RWUConstSubString nextToken (RWURegularExpression &regex)
 
RWUConstSubString operator() ()
 
RWUConstSubString operator() (const RWUString &str)
 
RWUConstSubString operator() (const RWUString &str, size_t num)
 
RWUConstSubString operator() (RWURegularExpression &regex)
 
RWUTokenizeroperator= (const RWUTokenizer &rhs)
 
void setText (const RWUString &text)
 

Detailed Description

RWUTokenizer finds delimiters in source strings, and provides sequential access to the tokens between those delimiters.

Delimiter characters are a user-defined set of characters used to separate the tokens, or fields, in a string. For example, consider the string:

Token1,Token2,Token3

Using the set of delimiter characters consisting of only a comma, you could break the string into three tokens:

Token1
Token2
Token3

RWUTokenizer provides methods for extracting in sequence each token from a string, while specifying a set of delimiters with each token request. Any single code point within the string is a candidate delimiter.

Delimiters can be specified in a variety of ways. If no delimiters are specified, then the next token is extracted using a predefined set of delimiter characters. This set consists of the following: 0x0009 (horizontal tab), 0x000A (line feed), 0x000C (form feed), 0x000D (carriage return), 0x0020 (space), 0x0085 (next line), 0x2028 (line separator), 0x2029 (paragraph separator), and 0x0000 (null).

Alternatively, you can specify an RWUString, composed of a set of delimiter characters. Each code point in the input RWUString is taken as a possible delimiter character. A slight variation on this technique allows you to specify that only the first N code units in the delimiter string be considered as potential delimiters, in which case the string may have embedded nulls.

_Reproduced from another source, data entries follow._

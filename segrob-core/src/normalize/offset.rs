//! Start-offset resolution

use crate::error::{ConvertError, Result};
use crate::unit::SurfaceUnit;
use regex::Regex;
use std::sync::OnceLock;

static START_CHAR: OnceLock<Regex> = OnceLock::new();

fn start_char_pattern() -> &'static Regex {
    START_CHAR.get_or_init(|| {
        Regex::new(r"(?:^|\|)start_char=(\d+)(?:\||$)").expect("start_char pattern is valid")
    })
}

/// Extract `start_char` from a `key=value|key=value` metadata string
pub fn parse_misc_start(misc: &str) -> Option<usize> {
    start_char_pattern()
        .captures(misc)
        .and_then(|caps| caps.get(1))
        .and_then(|m| m.as_str().parse().ok())
}

/// Absolute start offset of a surface unit.
///
/// The structured field wins; the metadata string is only consulted when the
/// pipeline did not expose one. A unit with neither is a fatal error.
pub fn resolve_offset(unit: &SurfaceUnit) -> Result<usize> {
    if let Some(start) = unit.offset.start_char {
        return Ok(start);
    }

    unit.offset
        .misc
        .as_deref()
        .and_then(parse_misc_start)
        .ok_or_else(|| ConvertError::MissingOffset {
            text: unit.text.clone(),
        })
}
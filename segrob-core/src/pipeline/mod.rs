//! Pipeline output readers
//!
//! A reader turns one pipeline's native JSON serialization into sentences of
//! [`SurfaceUnit`](crate::unit::SurfaceUnit)s. Readers only reshape: offsets
//! are resolved and fields normalized later, identically for every pipeline.

pub mod profile;
pub mod spacy;
pub mod stanza;

use crate::error::{ConvertError, Result};
use crate::unit::SentenceUnits;
use std::fmt;
use std::str::FromStr;

pub use profile::{get_profile, list_profiles, PipelineProfile};
pub use spacy::SpacyReader;
pub use stanza::StanzaReader;

/// Reads a pipeline's serialized output
pub trait PipelineReader {
    /// Parse serialized output into sentences of surface units
    fn read(&self, json: &str) -> Result<Vec<SentenceUnits>>;
}

/// Supported annotation pipelines
#[derive(Debug, Clone, Copy, PartialEq, Eq, Hash)]
pub enum PipelineKind {
    /// Stanza, hierarchical multi-word tokens
    Stanza,
    /// spaCy, multi-word lemmas separated by spaces
    Spacy,
}

impl PipelineKind {
    /// All supported pipelines
    pub const ALL: [PipelineKind; 2] = [PipelineKind::Stanza, PipelineKind::Spacy];

    /// Pipeline name, as used in labels and profiles
    pub fn name(&self) -> &'static str {
        match self {
            PipelineKind::Stanza => "stanza",
            PipelineKind::Spacy => "spacy",
        }
    }

    /// Embedded profile of the pipeline
    pub fn profile(&self) -> Result<&'static PipelineProfile> {
        get_profile(self.name())
    }

    /// Reader for the pipeline's serialized output
    pub fn reader(&self) -> Box<dyn PipelineReader> {
        match self {
            PipelineKind::Stanza => Box::new(StanzaReader),
            PipelineKind::Spacy => Box::new(SpacyReader),
        }
    }
}

impl fmt::Display for PipelineKind {
    fn fmt(&self, f: &mut fmt::Formatter<'_>) -> fmt::Result {
        f.write_str(self.name())
    }
}

impl FromStr for PipelineKind {
    type Err = ConvertError;

    fn from_str(s: &str) -> Result<Self> {
        match s {
            "stanza" => Ok(PipelineKind::Stanza),
            "spacy" => Ok(PipelineKind::Spacy),
            other => Err(ConvertError::UnknownPipeline(other.to_string())),
        }
    }
}

#[cfg(test)]
mod tests {
    use super::*;

    #[test]
    fn test_names_match_profiles() {
        for kind in PipelineKind::ALL {
            let profile = kind.profile().unwrap();
            assert_eq!(profile.metadata.name, kind.name());
        }
    }

    #[test]
    fn test_from_str() {
        assert_eq!("stanza".parse::<PipelineKind>().unwrap(), PipelineKind::Stanza);
        assert_eq!("spacy".parse::<PipelineKind>().unwrap(), PipelineKind::Spacy);
        assert!("Stanza".parse::<PipelineKind>().is_err());
    }
}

Finally, you can specify the delimiters as an RWURegularExpression. This technique allows for the specification of complex, multi-character delimiters. While the above techniques search for only single character (code point) delimiters, the regular expression interface could consume a single delimiter consisting of a number of code points.

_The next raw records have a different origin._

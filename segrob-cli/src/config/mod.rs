//! Configuration module
//!
//! ```toml
//! [conversion]
//! labels = ["es", "novela"]
//!
//! [pipelines.stanza]
//! version = "1.9.2"
//! schema = "grouped"
//!
//! [output]
//! pretty = true
//! ```

use crate::error::{CliError, CliResult};
use anyhow::Context;
use segrob_core::{PipelineKind, Schema};
use serde::{Deserialize, Serialize};
use std::collections::BTreeMap;
use std::fs;
use std::path::Path;

/// CLI configuration structure
#[derive(Debug, Deserialize, Serialize, Default, PartialEq, Eq)]
pub struct CliConfig {
    /// Conversion configuration
    #[serde(default)]
    pub conversion: ConversionConfig,

    /// Per-pipeline overrides, keyed by pipeline name
    #[serde(default)]
    pub pipelines: BTreeMap<String, PipelineConfig>,

    /// Output configuration
    #[serde(default)]
    pub output: OutputConfig,
}

/// Conversion-related configuration
#[derive(Debug, Deserialize, Serialize, Default, PartialEq, Eq)]
pub struct ConversionConfig {
    /// Labels added to every document, before command-line labels
    #[serde(default)]
    pub labels: Vec<String>,
}

/// Overrides for one pipeline
#[derive(Debug, Deserialize, Serialize, Default, PartialEq, Eq)]
pub struct PipelineConfig {
    /// Pipeline version used in the pipeline label
    pub version: Option<String>,

    /// Output schema
    pub schema: Option<Schema>,
}

/// Output-related configuration
#[derive(Debug, Deserialize, Serialize, Default, PartialEq, Eq)]
pub struct OutputConfig {
    /// Pretty print JSON output
    #[serde(default)]
    pub pretty: bool,
}

impl CliConfig {
    /// Load a configuration file
    pub fn from_file(path: &Path) -> CliResult<Self> {
        let content = fs::read_to_string(path)
            .with_context(|| format!("Failed to read config file: {}", path.display()))?;

        Self::from_toml(&content)
            .with_context(|| format!("Invalid config file: {}", path.display()))
    }

    /// Parse configuration from TOML text
    pub fn from_toml(content: &str) -> CliResult<Self> {
        let config: CliConfig = toml::from_str(content)?;

        for name in config.pipelines.keys() {
            if name.parse::<PipelineKind>().is_err() {
                return Err(CliError::ConfigError(format!(
                    "unknown pipeline section [pipelines.{name}]"
                ))
                .into());
            }
        }

        Ok(config)
    }

    /// Overrides for a pipeline, if any
    pub fn pipeline(&self, pipeline: PipelineKind) -> Option<&PipelineConfig> {
        self.pipelines.get(pipeline.name())
    }
}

Two variations on the interface are provided. The first is provided using the function call operator()(). In the tradition of RWCTokenizer, this interface scans a string for all occurrences of tokens, consuming all consecutive occurrences of a delimiter. As such, the function call operator does not return empty tokens.

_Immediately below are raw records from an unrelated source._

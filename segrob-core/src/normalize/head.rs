//! Head index rebasing
//!
//! Canonical heads are 0-based and sentence-relative. A root maps to 0, which
//! is also the value for "governed by the first word of the sentence". The
//! two cases cannot be told apart in the output; consumers that need true
//! roots must look at `dep`.

use crate::unit::HeadRef;

/// Convert a native head reference to its canonical value
pub fn rebase(head: HeadRef) -> usize {
    match head {
        HeadRef::OneBased(native) if native > 0 => (native - 1) as usize,
        HeadRef::OneBased(_) => 0,
        HeadRef::Absolute {
            head,
            sentence_start,
        } => head.saturating_sub(sentence_start),
    }
}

The second variation on the interface is provided through a set of overloads of the nextToken() method. This version of the interface returns the next token, which may be empty. This allows search strings to contain empty fields of data. To detect the end of tokenization using this interface, use the done() method on the tokenizer. When using the function call interface, either the done() method, or the traditional empty token condition can be used to detect the end of tokenization.

Example
#include <rw/i18n/RWUTokenizer.h>
#include <rw/i18n/RWUConversionContext.h>
#include <rw/i18n/RWURegularExpression.h>
#include <iostream>
using std::cout;
using std::endl;
int
main()
{
// Create a conversion context to convert between
// US-ASCII and Unicode
RWUConversionContext ascii("US-ASCII");
// Create a search string
RWUString text("John, Doe; 33,175; ; Anchorage, AK");
// Delimit fields with a `,' or a `;', followed by one or more
// of whitespace characters.
RWURegularExpression delim("[,;][{Zs}]+");
// Create a tokenizer and a string in which to receive tokens
RWUTokenizer tknzr(text);
RWUString token;
// Extract tokens using the function call operator
// interface. Note that empty tokens are *not* returned.
cout << "Using function call operator:" << endl;
for (token = tknzr(delim); !token.isNull(); token = tknzr(delim)) {
cout << " <" << token << ">" << endl;
} // for
// Reset the tokenizer.
tknzr.setText(text);
// Extract tokens again, using the nextToken() interface.
// Note that consecutive delimiters will cause nextToken()
// to return an empty token.
cout << "\nUsing nextToken():" << endl;
while (!tknzr.done()) {
token = tknzr.nextToken(delim);
cout << " <" << token << ">" << endl;
} // while
return 0;
} // main

Program output:

Using function call operator:
<John>
<Doe>
<33,175>
<Anchorage>
<AK>
Using nextToken():
<John>
<Doe>
<33,175>
<>
<Anchorage>
<AK>

Constructor & Destructor Documentation

RWUTokenizer::RWUTokenizer ( )

Default constructor. Constructs an empty RWUTokenizer with no string to be tokenized. No tokens can be obtained from such a tokenizer until the setText() method is used to assign a string to the tokenizer.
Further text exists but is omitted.